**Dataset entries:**
BEGIN

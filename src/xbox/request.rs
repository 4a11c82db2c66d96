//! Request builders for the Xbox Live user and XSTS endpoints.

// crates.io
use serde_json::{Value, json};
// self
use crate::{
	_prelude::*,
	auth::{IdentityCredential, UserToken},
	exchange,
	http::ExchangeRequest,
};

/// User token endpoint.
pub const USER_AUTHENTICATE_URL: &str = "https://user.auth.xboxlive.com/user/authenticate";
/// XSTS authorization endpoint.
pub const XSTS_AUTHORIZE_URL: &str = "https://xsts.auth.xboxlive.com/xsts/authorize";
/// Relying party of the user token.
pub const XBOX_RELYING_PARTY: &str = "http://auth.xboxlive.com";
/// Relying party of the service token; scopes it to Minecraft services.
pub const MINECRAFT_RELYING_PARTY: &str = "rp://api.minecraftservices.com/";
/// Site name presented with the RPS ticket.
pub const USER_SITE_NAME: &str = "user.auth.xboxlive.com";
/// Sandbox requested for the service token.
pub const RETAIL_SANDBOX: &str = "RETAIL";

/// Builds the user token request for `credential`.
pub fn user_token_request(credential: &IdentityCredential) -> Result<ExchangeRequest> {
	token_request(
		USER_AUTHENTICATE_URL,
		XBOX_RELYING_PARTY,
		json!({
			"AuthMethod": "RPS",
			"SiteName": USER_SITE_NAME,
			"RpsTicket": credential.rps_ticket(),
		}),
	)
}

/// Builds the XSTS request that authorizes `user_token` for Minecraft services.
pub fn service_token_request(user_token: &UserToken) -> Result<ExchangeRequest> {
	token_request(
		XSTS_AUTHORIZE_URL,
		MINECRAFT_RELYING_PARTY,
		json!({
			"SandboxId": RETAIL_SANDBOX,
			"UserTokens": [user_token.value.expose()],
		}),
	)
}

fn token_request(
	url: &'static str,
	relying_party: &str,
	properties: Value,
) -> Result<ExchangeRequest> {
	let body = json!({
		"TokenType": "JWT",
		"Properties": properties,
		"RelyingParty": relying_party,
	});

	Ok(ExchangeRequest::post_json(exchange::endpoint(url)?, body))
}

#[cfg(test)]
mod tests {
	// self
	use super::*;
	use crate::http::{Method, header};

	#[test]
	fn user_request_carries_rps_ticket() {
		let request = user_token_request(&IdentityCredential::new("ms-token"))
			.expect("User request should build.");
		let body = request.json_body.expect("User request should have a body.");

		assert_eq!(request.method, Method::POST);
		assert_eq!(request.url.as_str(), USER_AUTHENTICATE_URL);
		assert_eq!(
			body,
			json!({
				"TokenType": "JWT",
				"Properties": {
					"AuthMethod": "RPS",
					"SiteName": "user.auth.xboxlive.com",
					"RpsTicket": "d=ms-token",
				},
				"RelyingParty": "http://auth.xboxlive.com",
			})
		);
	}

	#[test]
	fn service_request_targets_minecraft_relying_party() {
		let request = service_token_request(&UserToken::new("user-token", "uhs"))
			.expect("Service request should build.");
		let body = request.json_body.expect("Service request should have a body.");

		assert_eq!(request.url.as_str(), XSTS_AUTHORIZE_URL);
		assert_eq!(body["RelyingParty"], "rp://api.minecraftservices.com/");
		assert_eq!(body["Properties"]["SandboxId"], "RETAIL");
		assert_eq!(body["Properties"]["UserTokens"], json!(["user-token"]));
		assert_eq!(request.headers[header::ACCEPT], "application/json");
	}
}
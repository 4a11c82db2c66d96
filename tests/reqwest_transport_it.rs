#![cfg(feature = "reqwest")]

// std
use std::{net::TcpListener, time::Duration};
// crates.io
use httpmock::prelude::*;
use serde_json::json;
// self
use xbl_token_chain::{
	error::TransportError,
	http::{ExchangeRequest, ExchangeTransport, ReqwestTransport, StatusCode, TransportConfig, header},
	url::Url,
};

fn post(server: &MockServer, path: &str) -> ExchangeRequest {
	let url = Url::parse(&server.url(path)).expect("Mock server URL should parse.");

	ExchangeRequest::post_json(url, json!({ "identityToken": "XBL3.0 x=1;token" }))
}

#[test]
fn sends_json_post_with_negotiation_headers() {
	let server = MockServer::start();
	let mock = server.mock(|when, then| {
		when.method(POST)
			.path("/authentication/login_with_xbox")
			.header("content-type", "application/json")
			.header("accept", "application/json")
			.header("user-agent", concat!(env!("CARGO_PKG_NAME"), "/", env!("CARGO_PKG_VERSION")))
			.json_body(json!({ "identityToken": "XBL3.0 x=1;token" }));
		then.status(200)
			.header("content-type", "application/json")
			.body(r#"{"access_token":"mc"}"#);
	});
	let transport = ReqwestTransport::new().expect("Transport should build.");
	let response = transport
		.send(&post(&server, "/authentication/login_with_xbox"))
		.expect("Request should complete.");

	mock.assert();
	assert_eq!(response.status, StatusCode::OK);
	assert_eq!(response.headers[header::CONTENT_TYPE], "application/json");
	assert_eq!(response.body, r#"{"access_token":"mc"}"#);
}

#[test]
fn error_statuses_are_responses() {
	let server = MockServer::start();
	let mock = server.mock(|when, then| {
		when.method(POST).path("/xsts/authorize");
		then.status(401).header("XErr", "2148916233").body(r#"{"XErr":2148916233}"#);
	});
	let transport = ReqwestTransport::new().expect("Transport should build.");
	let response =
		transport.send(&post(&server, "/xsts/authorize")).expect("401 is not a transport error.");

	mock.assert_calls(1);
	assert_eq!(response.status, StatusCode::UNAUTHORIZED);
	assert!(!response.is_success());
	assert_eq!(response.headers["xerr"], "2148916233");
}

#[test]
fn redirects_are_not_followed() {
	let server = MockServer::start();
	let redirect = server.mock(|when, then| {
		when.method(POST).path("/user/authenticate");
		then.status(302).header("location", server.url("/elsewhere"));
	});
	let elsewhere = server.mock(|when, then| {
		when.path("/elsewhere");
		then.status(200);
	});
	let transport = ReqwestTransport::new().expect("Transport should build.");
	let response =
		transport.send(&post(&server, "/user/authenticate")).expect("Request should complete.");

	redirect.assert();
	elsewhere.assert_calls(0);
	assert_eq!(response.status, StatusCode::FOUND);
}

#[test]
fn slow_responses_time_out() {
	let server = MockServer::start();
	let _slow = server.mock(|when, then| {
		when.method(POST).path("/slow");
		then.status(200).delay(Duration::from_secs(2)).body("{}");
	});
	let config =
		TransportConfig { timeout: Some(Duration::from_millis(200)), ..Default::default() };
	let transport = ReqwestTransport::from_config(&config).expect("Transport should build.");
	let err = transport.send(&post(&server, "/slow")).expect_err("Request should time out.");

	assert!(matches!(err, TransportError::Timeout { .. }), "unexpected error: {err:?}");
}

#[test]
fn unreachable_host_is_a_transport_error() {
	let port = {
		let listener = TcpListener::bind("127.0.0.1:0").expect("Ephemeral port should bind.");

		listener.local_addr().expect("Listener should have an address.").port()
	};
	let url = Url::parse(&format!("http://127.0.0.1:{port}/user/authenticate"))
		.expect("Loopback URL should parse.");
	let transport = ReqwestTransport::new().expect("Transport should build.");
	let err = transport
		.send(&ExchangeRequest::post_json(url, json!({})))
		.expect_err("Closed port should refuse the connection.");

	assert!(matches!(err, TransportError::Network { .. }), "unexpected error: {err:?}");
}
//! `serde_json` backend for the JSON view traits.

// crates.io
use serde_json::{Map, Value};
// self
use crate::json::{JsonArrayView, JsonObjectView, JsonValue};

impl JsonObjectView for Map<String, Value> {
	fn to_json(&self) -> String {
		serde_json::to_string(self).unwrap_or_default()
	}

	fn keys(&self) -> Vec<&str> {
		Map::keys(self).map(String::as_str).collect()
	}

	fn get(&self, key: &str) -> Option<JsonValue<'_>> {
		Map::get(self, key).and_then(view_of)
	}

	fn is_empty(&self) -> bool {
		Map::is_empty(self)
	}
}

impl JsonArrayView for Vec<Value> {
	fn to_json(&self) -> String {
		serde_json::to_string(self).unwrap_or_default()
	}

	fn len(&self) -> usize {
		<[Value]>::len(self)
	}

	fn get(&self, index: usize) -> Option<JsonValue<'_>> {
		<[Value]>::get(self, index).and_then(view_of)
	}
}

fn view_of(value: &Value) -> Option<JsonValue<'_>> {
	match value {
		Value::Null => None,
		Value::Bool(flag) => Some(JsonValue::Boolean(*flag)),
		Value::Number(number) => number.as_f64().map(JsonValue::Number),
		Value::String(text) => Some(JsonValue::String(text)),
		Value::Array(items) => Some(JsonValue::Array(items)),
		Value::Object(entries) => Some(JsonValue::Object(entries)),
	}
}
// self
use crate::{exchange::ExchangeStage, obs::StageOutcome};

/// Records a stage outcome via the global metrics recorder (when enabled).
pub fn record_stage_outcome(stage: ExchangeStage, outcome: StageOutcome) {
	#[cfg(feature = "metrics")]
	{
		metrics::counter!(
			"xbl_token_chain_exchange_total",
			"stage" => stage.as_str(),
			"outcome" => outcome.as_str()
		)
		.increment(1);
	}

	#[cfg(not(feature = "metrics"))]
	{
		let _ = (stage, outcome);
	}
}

END

**Work task:** Going through the entries above, show each line that contains "ExchangeStage".

**Exercise response:**
use crate::{exchange::ExchangeStage, obs::StageOutcome};
pub fn record_stage_outcome(stage: ExchangeStage, outcome: StageOutcome) {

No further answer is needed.